Interestingly we look at the murder rate in Chicago and find it so shocking...yet who mentions the murder rate is lower than it was in the 1990s. And the very west and south sides that are written off as those dying dead zones include large tracks of land that have seen a reversal. The areas of which I speak are those emanating outward from the city's expanding and dynamic core, areas of the near west and near south sides that have been gentrified and revived. Westward from the Loop we're talking about at least to the United Center and the Med Center, 1600 W from the baseline State Street. Southward from downtown we're talking at least to McCormick Place and arguably much further to include Chinatown and Bridgeport...a community where the Sox park is as far south as the Cubs is north.

Chicago, like every city, dies and gets reborn concurrently. the Chicago that works...the downtown core, its peripheries north, south, and west, the vast stretches of the north and northwest sides is the very world class and global alpha cities that make this very notion of "Chicago in decline" so utter ludicrous is every bit as big (and arguably bigger) in size and population than San Francisco or Boston.

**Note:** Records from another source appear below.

//! Log records and decoded events.
//!
//! A [`Record`] is what the transport hands out: opaque payload bytes plus
//! the partition key and position. An [`Event`] is the decoded form delivered
//! to stop predicates, handlers, and registered consumers. Neither is mutated
//! after construction.

use std::time::Duration;

use crate::codec::Codec;
use crate::error::DecodeError;
use crate::position::SequenceToken;

/// A raw record as read from one partition of the log.
#[derive(Debug, Clone, PartialEq, Eq)]
pub struct Record {
    /// Partition key the producer wrote the record with; becomes the event key.
    pub key: String,
    /// Encoded payload bytes.
    pub data: Vec<u8>,
    /// Position of the record within its partition.
    pub sequence: SequenceToken,
    /// Time the log accepted the record (Unix epoch milliseconds).
    pub arrival_timestamp: u64,
    /// How far behind the head of the partition this record was when read.
    pub behind_latest: Duration,
}

impl Record {
    /// Create a record that is at the head of its partition.
    pub fn new(
        key: impl Into<String>,
        data: impl Into<Vec<u8>>,
        sequence: impl Into<SequenceToken>,
        arrival_timestamp: u64,
    ) -> Self {
        Self {
            key: key.into(),
            data: data.into(),
            sequence: sequence.into(),
            arrival_timestamp,
            behind_latest: Duration::ZERO,
        }
    }

    /// Returns the record with its approximate lag set.
    pub fn with_behind_latest(mut self, behind_latest: Duration) -> Self {
        self.behind_latest = behind_latest;
        self
    }
}

/// A decoded record.
#[derive(Debug, Clone, PartialEq)]
pub struct Event<T> {
    key: String,
    payload: T,
    arrival_timestamp: u64,
    sequence: SequenceToken,
    lag: Duration,
}

impl<T> Event<T> {
    /// Assemble an event from already-decoded parts.
    pub fn new(
        key: impl Into<String>,
        payload: T,
        arrival_timestamp: u64,
        sequence: impl Into<SequenceToken>,
        lag: Duration,
    ) -> Self {
        Self {
            key: key.into(),
            payload,
            arrival_timestamp,
            sequence: sequence.into(),
            lag,
        }
    }

    /// Decode `record` with `codec`.
    ///
    /// # Errors
    ///
    /// Returns [`DecodeError`] if the codec rejects the payload.
    pub fn decode<C: Codec<T> + ?Sized>(record: &Record, codec: &C) -> Result<Self, DecodeError> {
        let payload = codec.decode(&record.data)?;
        Ok(Self {
            key: record.key.clone(),
            payload,
            arrival_timestamp: record.arrival_timestamp,
            sequence: record.sequence.clone(),
            lag: record.behind_latest,
        })
    }

    /// The event key (the record's partition key).
    pub fn key(&self) -> &str {
        &self.key
    }

    /// The decoded payload.
    pub fn payload(&self) -> &T {
        &self.payload
    }

    /// Consume the event, returning its payload.
    pub fn into_payload(self) -> T {
        self.payload
    }

    /// Time the log accepted the record (Unix epoch milliseconds).
    pub fn arrival_timestamp(&self) -> u64 {
        self.arrival_timestamp
    }

    /// Position of the record within its partition.
    pub fn sequence(&self) -> &SequenceToken {
        &self.sequence
    }

    /// Approximate distance from the head of the partition at read time.
    pub fn lag(&self) -> Duration {
        self.lag
    }
}

#[cfg(test)]
mod tests {
    use super::*;
    use crate::codec::{JsonCodec, Utf8Codec};

    #[test]
    fn decodes_record_into_event() {
        let record = Record::new("42", "ßome dätä".as_bytes(), "00001", 1_700_000_000_000)
            .with_behind_latest(Duration::from_millis(250));

        let event = Event::decode(&record, &Utf8Codec).expect("decode should succeed");

        assert_eq!(event.key(), "42");
        assert_eq!(event.payload(), "ßome dätä");
        assert_eq!(event.arrival_timestamp(), 1_700_000_000_000);
        assert_eq!(event.sequence().as_str(), "00001");
        assert_eq!(event.lag(), Duration::from_millis(250));
    }

    #[test]
    fn decode_failure_produces_no_event() {
        let record = Record::new("k", b"not json".to_vec(), "1", 0);
        let result = Event::<serde_json::Value>::decode(&record, &JsonCodec::new());
        assert!(result.is_err());
    }

    #[test]
    fn into_payload_moves_value_out() {
        let event = Event::new("k", vec![1u8, 2, 3], 0, "7", Duration::ZERO);
        assert_eq!(event.into_payload(), vec![1, 2, 3]);
    }
}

The old saw about Chicago being "1/3 San Francisco and 2/3 Detroit" may have some merit, but those fractions are way skewed....the SF part is much larger, the Detroit smaller than those thirds reflect.

Old, industrial Chicago, the mightiest of all industrial cities, is dying out. And its reason for being goes with it. The inner city bleeds population as the new economy has passed it by. But the future looms over it in the Loop and environs and areas to the north which are heading in the right direction.

IrishIllini has it right.....for whatever problems it has (and it does have them and they are serious), Chicago is still very much a thriving, enthralling metropolis, world class by any measure.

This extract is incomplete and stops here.